Yes, it is a true statement that we all are interconnected, and promoting the general quality of life within a community — whether that community consists of a nuclear family, a few dozen friends, a small city, or the world — is indeed a necessary pursuit. Indeed, if every human allocated 4% of their energy to enhancing the access to a good life for the people by whom they’re surrounded, the world would become a better place quite quickly.

Other true statement: Caring more about other people than you do about yourself has actually been scientifically proven to be the most selfish thing a person can do.


It’s fake science, though.
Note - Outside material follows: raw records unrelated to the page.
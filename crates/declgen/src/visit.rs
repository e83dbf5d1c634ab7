//! Visitor seam for inspecting or mutating a model before emission.

use crate::model::{ClassDef, Model, Module, Property, TypeRef};

/// Polymorphic over the model/module/class/property capability set.
///
/// Every method defaults to a no-op, so an implementation overrides only
/// the levels it cares about. Dispatch order is
/// [`Model::run_visitor`]: the model itself, then each module, its member
/// classes and their properties.
pub trait ModelVisitor {
    fn visit_model(&mut self, _model: &mut Model) {}

    fn visit_module(&mut self, _module: &mut Module) {}

    fn visit_class(&mut self, _class: &mut ClassDef) {}

    fn visit_property(&mut self, _property: &mut Property) {}
}

/// Built-in pass run once per build, after the graph is closed: widens
/// every unbound generic parameter to `any`, since no concrete substitution
/// is known at model-build time.
pub(crate) struct TypeResolver;

impl ModelVisitor for TypeResolver {
    fn visit_property(&mut self, property: &mut Property) {
        let ty = std::mem::replace(&mut property.ty, TypeRef::Any);
        property.ty = widen(ty);
    }
}

fn widen(ty: TypeRef) -> TypeRef {
    match ty {
        TypeRef::GenericParam(_) => TypeRef::Any,
        TypeRef::Collection(element) => TypeRef::Collection(Box::new(widen(*element))),
        other => other,
    }
}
Like, snowballs-in-the-Senate science.

For a little over two decades, I carried around two enormous misconceptions about altruism:

  1. I am an altruist.
  2. Being altruistic is a good thing.

However, it’s become quite clear in my Enlightened Adult Years that people who claim to be altruists, or who swear their acts are altruistic, are in truth just one of three types of people:

  1. Chatty monks
  2. Self-satisfied narcissists
  3. Illiterate

The second type of person (again, I’m not interested in order — unless its Law and Order, in which case I’m only interested if it’s SVU. And if it’s SVU, I’m REALLY INTERESTED. Like, take four days off work to marathon that B-word) is the type of person I recently realized that I used to be. This non-linear, non-circular, non-rail-riding and basically nonsensical train of thought arrived at the station about a year ago, leading me to the conclusion that I am not, in fact, an altruist. Nor do I want to be.
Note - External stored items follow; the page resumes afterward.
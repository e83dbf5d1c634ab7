//! Output backends.
//!
//! A backend takes a resolved [`Model`](crate::model::Model) and produces
//! declaration text.

pub mod typescript;

pub use typescript::{
    FormatContext, TypeCategory, TypeScriptGenerator, TypeScriptOptions, generate_typescript,
};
I used to think that volunteering to do the menial jobs at work made me a selfless coworker; that constantly eating at the same, boring restaurant made me a loving girlfriend; that drinking wine I don’t like and going to bars that are too expensive made me a fun and carefree friend.

Sure, all of these things could be argued to be selfless; after all, in each situation I was slicing off some facet of my own happiness in an effort to turn around and dole it out to the people in my life.
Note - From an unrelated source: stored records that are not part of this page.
//! The resolved model: classes grouped into modules, ready for visitors and
//! for the output backends.
//!
//! Classes reference each other by id (the host type's qualified name) and
//! are resolved through lookups on [`Model`], never through direct
//! ownership, so reference cycles between classes are just strings.

use serde::{Deserialize, Serialize};

use crate::reflect::{Constant, ScalarKind};
use crate::visit::ModelVisitor;

/// Target-side scalar families.
#[derive(Debug, Clone, Copy, PartialEq, Eq, Serialize, Deserialize)]
pub enum PrimitiveKind {
    Bool,
    String,
    Number,
    Date,
}

impl From<ScalarKind> for PrimitiveKind {
    fn from(kind: ScalarKind) -> Self {
        match kind {
            ScalarKind::Bool => PrimitiveKind::Bool,
            ScalarKind::Char | ScalarKind::String => PrimitiveKind::String,
            ScalarKind::I8
            | ScalarKind::I16
            | ScalarKind::I32
            | ScalarKind::I64
            | ScalarKind::U8
            | ScalarKind::U16
            | ScalarKind::U32
            | ScalarKind::U64
            | ScalarKind::F32
            | ScalarKind::F64
            | ScalarKind::Decimal => PrimitiveKind::Number,
            ScalarKind::DateTime => PrimitiveKind::Date,
        }
    }
}

/// One resolved type reference.
///
/// `GenericParam` only exists between property construction and the
/// resolution pass that runs inside
/// [`ModelBuilder::build`](crate::ModelBuilder::build); a built model spells
/// unsubstituted generics as `Any`.
#[derive(Debug, Clone, PartialEq, Serialize, Deserialize)]
pub enum TypeRef {
    Primitive(PrimitiveKind),
    Enum(EnumRef),
    Collection(Box<TypeRef>),
    /// Reference to a class model by id. The class is usually in the model;
    /// when it is not (references were not included), backends fall back to
    /// the name derived from the id.
    Class(String),
    GenericParam(String),
    Any,
}

/// An enum reference carries its resolved name, module and members, so it
/// can be rendered without another source lookup.
#[derive(Debug, Clone, PartialEq, Serialize, Deserialize)]
pub struct EnumRef {
    pub id: String,
    pub name: String,
    pub module: String,
    pub members: Vec<EnumMember>,
}

#[derive(Debug, Clone, PartialEq, Serialize, Deserialize)]
pub struct EnumMember {
    pub name: String,
    pub value: i64,
}

/// One member of a class model.
#[derive(Debug, Clone, PartialEq, Serialize, Deserialize)]
pub struct Property {
    /// Resolved name; annotation overrides already applied.
    pub name: String,
    pub ty: TypeRef,
    /// Excluded from generated output, but kept in the model.
    pub ignored: bool,
    pub optional: bool,
    /// Literal value for constant fields.
    pub constant: Option<Constant>,
}

/// One class model.
#[derive(Debug, Clone, PartialEq, Serialize, Deserialize)]
pub struct ClassDef {
    /// Host type identity; unique within a model.
    pub id: String,
    /// Resolved name; annotation overrides already applied.
    pub name: String,
    /// Name of the module this class belongs to. Reassign through
    /// [`Model::assign_module`], never by writing this field, so the module
    /// membership sets stay in sync.
    pub module: String,
    /// Id of the base class model; `None` when the host base is the
    /// universal root object type. Inherited properties are reachable only
    /// through this chain.
    pub base: Option<String>,
    /// Directly declared properties, in declaration order.
    pub properties: Vec<Property>,
    /// Excluded from generated output, but kept in the model.
    pub ignored: bool,
}

/// A named grouping of class models.
///
/// Renaming a module does not rewrite its members' back-references; move
/// classes between modules with [`Model::assign_module`].
#[derive(Debug, Clone, PartialEq, Serialize, Deserialize)]
pub struct Module {
    pub name: String,
    classes: Vec<String>,
}

impl Module {
    /// Member class ids, in insertion order.
    pub fn classes(&self) -> &[String] {
        &self.classes
    }

    pub fn contains(&self, class_id: &str) -> bool {
        self.classes.iter().any(|c| c == class_id)
    }
}

/// The finished graph: every class model plus the modules grouping them.
#[derive(Debug, Clone, Default, PartialEq, Serialize, Deserialize)]
pub struct Model {
    classes: Vec<ClassDef>,
    modules: Vec<Module>,
}

impl Model {
    /// Groups the given classes into modules, preserving insertion order.
    pub fn new(classes: Vec<ClassDef>) -> Self {
        let mut modules: Vec<Module> = Vec::new();
        for class in &classes {
            match modules.iter_mut().find(|m| m.name == class.module) {
                Some(module) => module.classes.push(class.id.clone()),
                None => modules.push(Module {
                    name: class.module.clone(),
                    classes: vec![class.id.clone()],
                }),
            }
        }
        Self { classes, modules }
    }

    /// Every class model, in builder insertion order.
    pub fn classes(&self) -> &[ClassDef] {
        &self.classes
    }

    pub fn modules(&self) -> &[Module] {
        &self.modules
    }

    pub fn class(&self, id: &str) -> Option<&ClassDef> {
        self.classes.iter().find(|c| c.id == id)
    }

    pub fn class_mut(&mut self, id: &str) -> Option<&mut ClassDef> {
        self.classes.iter_mut().find(|c| c.id == id)
    }

    pub fn module(&self, name: &str) -> Option<&Module> {
        self.modules.iter().find(|m| m.name == name)
    }

    /// Moves a class into another module: removes it from its current
    /// module's member set and adds it to the target's, creating the target
    /// if needed. A class is never in two modules at once. Returns `false`
    /// when the class id is unknown.
    pub fn assign_module(&mut self, class_id: &str, module_name: &str) -> bool {
        let Some(class) = self.classes.iter_mut().find(|c| c.id == class_id) else {
            return false;
        };
        let previous = std::mem::replace(&mut class.module, module_name.to_string());
        if previous == module_name {
            return true;
        }
        if let Some(old) = self.modules.iter_mut().find(|m| m.name == previous) {
            old.classes.retain(|c| c != class_id);
        }
        match self.modules.iter_mut().find(|m| m.name == module_name) {
            Some(target) => {
                if !target.contains(class_id) {
                    target.classes.push(class_id.to_string());
                }
            }
            None => self.modules.push(Module {
                name: module_name.to_string(),
                classes: vec![class_id.to_string()],
            }),
        }
        true
    }

    /// Dispatches a visitor over the whole graph: the model itself, then
    /// each module, each member class and each property.
    pub fn run_visitor<V: ModelVisitor + ?Sized>(&mut self, visitor: &mut V) {
        visitor.visit_model(self);
        for index in 0..self.modules.len() {
            visitor.visit_module(&mut self.modules[index]);
            let members = self.modules[index].classes.clone();
            for id in members {
                if let Some(class) = self.classes.iter_mut().find(|c| c.id == id) {
                    visitor.visit_class(class);
                    for property in &mut class.properties {
                        visitor.visit_property(property);
                    }
                }
            }
        }
    }
}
But, should you pause to break down the steps and examine the process, that’s not how the equation actually adds up. Torturing myself so that other people have it a little bit better is a tactic employed by my subconscious to ensure that I’m The Cool Person Everyone Always Wants Around, not the Good Person Making the World Better.

There isn’t a single shred of altruism tucked away in the desire to be liked by everyone. Indeed, that’s stuffed to the gills with selfishness — the mortal enemy of charity.

Final true statement: The surest way to have a positive impact on my world is to be my best self in that world. That means caring about myself, and doing things to make myself happy. Saying, “No,” when something doesn’t benefit me is perhaps more altruistic than agreeing to everything presented to me, no matter whether it’s a personal or professional responsibility.

Or maybe I’m just a self-centered jerk.

Either way, I’m going to continue taking care of myself even if it’s sometimes at the disadvantage of others. Because #treatyoself.